Discovery launches for the first time since the loss of Columbia during re-entry 01 February 2003.
by Patrick Moser
Cape Canaveral (AFP) Jul 26, 2005
Discovery blasted off Tuesday, taking seven astronauts on the first US shuttle flight since the Columbia disaster in 2003 that forced a complete rethink of the US space program.

It lifted off from its launching pad in a thunderous blast of smoke and fire and arced through partly cloudy Florida skies, leaving a huge trail of condensation.

Minutes before liftoff, ground control wished Commander Eileen Collins and the crew a safe mission. "It's time for us to return to flight. Godspeed and we will see you in a couple of weeks," said orbiter test director Mark Taffet.

Discovery reached orbit eight minutes and 40 seconds after the lift off from the Kennedy Space Center in Florida.

Two minutes after launch, Discovery's two solid fuel rocket boosters separated from the main orbiter, which then jettisoned its external fuel tank once in orbit in a picture-perfect start to the mission.

NASA managers heaved a sigh of relief at the successful launch that marks the first manned US space flight since the shuttle fleet was grounded after the Columbia disaster on February 1, 2003. A scheduled launch on July 13 was scrubbed because of a faulty fuel level sensor.

First Lady Laura Bush and Florida Governor Jeb Bush, a brother of the US president, were at the Kennedy Space Center to witness the start of the historic "return to flight" mission.

Experts closely monitored the spacecraft's first two minutes of ascent, captured by more than 100 cameras on the ground and aboard two airplanes.

They focused particularly on the external tank's insulation that has been improved since Columbia burst into flames, killing all seven astronauts aboard.

The 2003 disaster was blamed on a piece of foam that detached itself from the tank upon liftoff, causing a gash that allowed superheated gases to penetrate the orbiter when it reentered the Earth's atmosphere.

During the 12-day mission, the crew will test safety measures adopted after the Columbia disaster.

Once Discovery reached orbit, Collins tipped the shuttle slightly so the crew could see the external tank as it was jettisoned.

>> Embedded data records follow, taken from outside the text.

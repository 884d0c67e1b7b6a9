//! # Previously, on Rowlift...
//!
//! 🎬 The bytes had nowhere to go. No bucket. No broker. No cluster. Just a laptop,
//! a test suite, and a dream. Someone had to write backends so simple they live
//! entirely in RAM, gone the moment the process blinks.
//!
//! `in_mem` provides one of each: a [`BlobStore`](super::BlobStore) that is a
//! `HashMap`, a [`JobQueue`](super::JobQueue) that is a channel with a memory for
//! unacknowledged messages, and a [`DocumentStore`](super::DocumentStore) that is a
//! `Vec` of batches. All three are `Clone`, and clones share state, so tests can hand
//! one copy to the pipeline and keep another to peek at.
//!
//! 🦆
//!
//! ⚠️ Not for production. The queue does redeliver like a real one, but a restart
//! forgets everything. That is the whole point, and also the whole problem.

mod in_mem_blob_store;
mod in_mem_document_store;
mod in_mem_job_queue;

pub use in_mem_blob_store::InMemoryBlobStore;
pub use in_mem_document_store::InMemoryDocumentStore;
pub use in_mem_job_queue::{InMemoryJobQueue, InMemoryJobQueueConfig};
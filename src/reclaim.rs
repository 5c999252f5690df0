//! Dedicated background thread for oplog reclamation.
//!
//! The thread blocks on the stones' condition variable, truncates excess
//! stone ranges when woken, and exits when the stones are killed. It owns
//! a clone of the store, so the store's shared state outlives it; call
//! `ReclaimHandle::shutdown` (or drop the handle) for an orderly stop.

use std::sync::Arc;
use std::thread::{self, JoinHandle};

use tracing::{debug, error};

use crate::error::Result;
use crate::store::stones::OplogStones;
use crate::store::RecordStore;

/// Spawns the reclaim thread for an oplog store. Returns `None` for
/// stores without stones.
pub fn spawn(store: RecordStore) -> Result<Option<ReclaimHandle>> {
    let Some(stones) = store.oplog_stones() else {
        return Ok(None);
    };
    let stones = Arc::clone(stones);

    let name = format!("oplog-reclaim:{}", store.name());
    let handle = thread::Builder::new().name(name).spawn(move || {
        debug!(store = %store.name(), "oplog reclaim thread started");
        loop {
            if !store.await_oplog_reclaim_request() {
                debug!(store = %store.name(), "oplog reclaim thread shutting down");
                break;
            }
            if let Err(err) = store.reclaim_oplog() {
                error!(store = %store.name(), error = %err, "oplog reclaim failed");
            }
        }
    })?;

    Ok(Some(ReclaimHandle {
        stones,
        handle: Some(handle),
    }))
}

/// Handle to a running reclaim thread.
pub struct ReclaimHandle {
    stones: Arc<OplogStones>,
    handle: Option<JoinHandle<()>>,
}

impl ReclaimHandle {
    /// Stops the thread and waits for it to exit. Idempotent.
    pub fn shutdown(mut self) {
        self.shutdown_in_place();
    }

    fn shutdown_in_place(&mut self) {
        self.stones.kill();
        if let Some(handle) = self.handle.take() {
            let _ = handle.join();
        }
    }
}

impl Drop for ReclaimHandle {
    fn drop(&mut self) {
        self.shutdown_in_place();
    }
}
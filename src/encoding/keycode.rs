//! Order-preserving key encoding for 64-bit record ids.
//!
//! Engine tables compare keys as raw bytes, so ids must be encoded such
//! that the byte comparison of two encoded keys matches the integer
//! comparison of the ids. Flipping the sign bit and emitting big-endian
//! bytes gives exactly that: negative ids sort before positive ones, and
//! within each sign the big-endian layout preserves magnitude order.

use crate::errdata;
use crate::error::Result;

/// Encoded width of an integer key.
pub const KEY_SIZE: usize = 8;

/// Encode an integer with order preservation.
pub fn encode_integer(i: i64) -> [u8; KEY_SIZE] {
    // Flip the sign bit to ensure negative numbers sort before positive
    let unsigned = (i as u64) ^ (1u64 << 63);
    unsigned.to_be_bytes()
}

/// Decode an integer from bytes.
pub fn decode_integer(bytes: &[u8]) -> Result<i64> {
    if bytes.len() != KEY_SIZE {
        return errdata!("integer key must be {KEY_SIZE} bytes, got {}", bytes.len());
    }

    let mut buf = [0u8; KEY_SIZE];
    buf.copy_from_slice(bytes);
    let unsigned = u64::from_be_bytes(buf);

    // Flip the sign bit back
    Ok((unsigned ^ (1u64 << 63)) as i64)
}
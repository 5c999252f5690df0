//! Contract over the underlying ordered key/value engine.
//!
//! The record store only assumes an engine that can open tables keyed by
//! 64-bit integers, position cursors within them, and truncate key ranges
//! in bulk. Transactions are the engine's: `begin` hands back an isolated
//! write buffer that either commits atomically or reports a conflict for
//! the caller to retry.
//!
//! Cursor positioning follows the usual ordered-engine rules: a fresh or
//! reset cursor is unpositioned, `next` from unpositioned lands on the
//! first key and `prev` on the last. "Not found" is an ordinary outcome
//! (`Ok(false)` / `Ok(None)`), never an error; `Error::Conflict` is the
//! transient signal that the operation lost against a concurrent writer.

pub mod memory;

pub use memory::MemoryEngine;

use std::cmp::Ordering;
use std::collections::BTreeMap;

use crate::error::Result;

/// An ordered key/value engine hosting one table per URI.
pub trait Engine: Send + Sync {
    /// Creates the table for `uri` with the given creation config if it
    /// does not already exist. Opening an existing table keeps whatever
    /// config it was created with.
    fn create_table(&self, uri: &str, config: &str) -> Result<()>;

    /// Begins a new transaction.
    fn begin(&self) -> Box<dyn EngineTransaction>;

    /// Returns the application metadata stored in the table's creation
    /// config, as integer key/value pairs.
    fn app_metadata(&self, uri: &str) -> Result<BTreeMap<String, i32>>;

    /// Verifies the table's structural integrity, reporting damage as
    /// `Error::Corrupt`.
    fn verify(&self, uri: &str) -> Result<()>;

    /// Compacts the table's storage.
    fn compact(&self, uri: &str) -> Result<()>;
}

/// A single engine transaction. Writes are buffered until `commit`, which
/// either applies them atomically or fails with `Error::Conflict` when a
/// concurrent transaction got there first.
pub trait EngineTransaction: Send {
    /// Opens a positioned cursor over the table.
    fn cursor(&self, uri: &str) -> Result<Box<dyn EngineCursor>>;

    /// Opens a cursor whose `next` returns uniformly random records
    /// instead of advancing in key order.
    fn random_cursor(&self, uri: &str) -> Result<Box<dyn EngineCursor>>;

    /// Removes every record with `start <= key <= end`; `None` bounds are
    /// open-ended. Reports not-found data as `Error::InvalidData`.
    fn truncate_range(&self, uri: &str, start: Option<i64>, end: Option<i64>) -> Result<()>;

    /// Commits the transaction's buffered writes.
    fn commit(self: Box<Self>) -> Result<()>;

    /// Discards the transaction's buffered writes.
    fn rollback(self: Box<Self>);
}

/// A positioned cursor over one table, valid only within the transaction
/// that created it. Callers must not carry a cursor across a transaction
/// boundary; they re-open instead.
pub trait EngineCursor: Send {
    /// Positions on `key` exactly. Returns false (unpositioned) if absent.
    fn search(&mut self, key: i64) -> Result<bool>;

    /// Positions on the nearest key to `key`, preferring an exact match.
    /// The returned ordering compares the landed key against `key`
    /// (`Greater` means it landed past it). `None` if the table has no
    /// reachable key at all.
    fn search_near(&mut self, key: i64) -> Result<Option<Ordering>>;

    /// Advances to the next key; from unpositioned, lands on the first.
    /// Returns false at the end of the table.
    fn next(&mut self) -> Result<bool>;

    /// Steps to the previous key; from unpositioned, lands on the last.
    /// Returns false at the start of the table.
    fn prev(&mut self) -> Result<bool>;

    /// The key the cursor is positioned on.
    fn key(&self) -> Result<i64>;

    /// The value the cursor is positioned on.
    fn value(&self) -> Result<Vec<u8>>;

    /// Inserts or overwrites `key`. Does not reposition the cursor.
    fn insert(&mut self, key: i64, value: &[u8]) -> Result<()>;

    /// Removes `key`, which must exist in this transaction's view.
    fn remove(&mut self, key: i64) -> Result<()>;

    /// Clears the cursor's position.
    fn reset(&mut self);
}
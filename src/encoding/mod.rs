//! Storage encodings: order-preserving key encoding for engine keys, and
//! bincode for values that don't need to sort.

pub mod bincode;
pub mod keycode;
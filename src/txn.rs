//! Transactions and their commit/rollback hooks.
//!
//! A `Transaction` pairs an engine transaction with a list of registered
//! `Change` hooks. The record store registers a hook whenever an
//! operation's in-memory side effects must follow the transaction's fate:
//! uncommitted ids leave the visibility registry on either outcome, size
//! counters are undone on rollback, and stone accounting only happens once
//! the insert is durable. Hooks hold `Arc` handles to the state they
//! touch, so they stay safe even if the record store is shut down before
//! the transaction resolves.

use std::sync::Arc;

use crate::engine::EngineTransaction;
use crate::error::Result;
use crate::store::size::SizeTracker;
use crate::store::stones::OplogStones;
use crate::store::visibility::UncommittedIds;
use crate::store::RecordId;

/// A registered commit/rollback hook. Dispatch is a flat match on the
/// transaction's outcome.
pub(crate) enum Change {
    /// A capped or oplog insert: the id leaves the visibility registry on
    /// either outcome.
    CappedInsert {
        ids: Arc<UncommittedIds>,
        id: RecordId,
    },
    /// A record count delta, undone on rollback.
    NumRecords {
        tracker: Arc<SizeTracker>,
        diff: i64,
    },
    /// A data size delta, undone on rollback.
    DataSize {
        tracker: Arc<SizeTracker>,
        amount: i64,
    },
    /// An oplog insert: feeds the stone accumulator once durable.
    StoneInsert {
        stones: Arc<OplogStones>,
        bytes: i64,
        id: RecordId,
    },
    /// A collection truncate: drops all stones once durable.
    ClearStones { stones: Arc<OplogStones> },
}

impl Change {
    fn commit(self) {
        match self {
            Change::CappedInsert { ids, id } => ids.remove(id),
            Change::NumRecords { .. } => {}
            Change::DataSize { .. } => {}
            Change::StoneInsert { stones, bytes, id } => stones.record_committed_insert(bytes, id),
            Change::ClearStones { stones } => stones.clear(),
        }
    }

    fn rollback(self) {
        match self {
            Change::CappedInsert { ids, id } => ids.remove(id),
            Change::NumRecords { tracker, diff } => tracker.apply_num_records(-diff),
            Change::DataSize { tracker, amount } => tracker.apply_data_size(-amount),
            Change::StoneInsert { .. } => {}
            Change::ClearStones { .. } => {}
        }
    }
}

/// A transaction over one engine, carrying the record store's registered
/// hooks. Dropping an unresolved transaction aborts it.
pub struct Transaction {
    engine_txn: Option<Box<dyn EngineTransaction>>,
    changes: Vec<Change>,
    oplog_read_till: Option<RecordId>,
}

impl Transaction {
    pub fn new(engine_txn: Box<dyn EngineTransaction>) -> Self {
        Self {
            engine_txn: Some(engine_txn),
            changes: Vec::new(),
            oplog_read_till: None,
        }
    }

    /// Commits the engine transaction, then runs commit hooks in
    /// registration order. If the engine reports a conflict, rollback
    /// hooks run instead and the error is returned.
    pub fn commit(mut self) -> Result<()> {
        let engine_txn = self.engine_txn.take().expect("transaction already resolved");
        match engine_txn.commit() {
            Ok(()) => {
                for change in self.changes.drain(..) {
                    change.commit();
                }
                Ok(())
            }
            Err(err) => {
                for change in self.changes.drain(..).rev() {
                    change.rollback();
                }
                Err(err)
            }
        }
    }

    /// Discards the engine transaction and runs rollback hooks in reverse
    /// registration order.
    pub fn abort(mut self) {
        self.abort_in_place();
    }

    fn abort_in_place(&mut self) {
        if let Some(engine_txn) = self.engine_txn.take() {
            engine_txn.rollback();
        }
        for change in self.changes.drain(..).rev() {
            change.rollback();
        }
    }

    pub(crate) fn engine(&self) -> &dyn EngineTransaction {
        self.engine_txn
            .as_deref()
            .expect("transaction already resolved")
    }

    pub(crate) fn register(&mut self, change: Change) {
        self.changes.push(change);
    }

    /// The oplog read boundary pinned for this transaction, if any.
    pub(crate) fn oplog_read_till(&self) -> Option<RecordId> {
        self.oplog_read_till
    }

    pub(crate) fn set_oplog_read_till(&mut self, id: RecordId) {
        self.oplog_read_till = Some(id);
    }
}

impl Drop for Transaction {
    fn drop(&mut self) {
        self.abort_in_place();
    }
}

The unprecedented maneuver aimed at determining whether any insulating material fell off the massive tank at launch as was the case with Columbia.

The crew will perform several more high-risk operations during the mission, which is partly designed to test new safety procedures.

As Discovery approaches the International Space Shuttle on Thursday, Collins will flip the orbiter over, so the ISS crew can take photographs to help determine whether the shuttle's thermal protection system suffered any damage during liftoff.

During the operation, Collins will briefly lose visual contact with the ISS, in a departure from NASA regulations for a docking approach.

In another risky maneuver, a laser mounted on boom will move alongside the orbiter to inspect it for damage. Any contact with the shuttle's surface could have disastrous consequences.

During one of three planned spacewalks on the Discovery, Japanese mission specialist Soichi Noguchi and his US counterpart Stephen Robinson will test repair techniques adopted after the Columbia disaster.

They will test the use of toxic chemicals to repair the shuttle, but are ready to abort the walk if the materials turn out to be too dangerous to handle in space.

The crew will also deliver supplies and equipment to the International Space Station (ISS).

earlier related report
Discovery set for launch as weather conditions improve The Discovery crew took position aboard the orbiter under clear Florida skies Tuesday, about two hours before the planned liftoff of the first space shuttle mission since the 2003 Columbia disaster.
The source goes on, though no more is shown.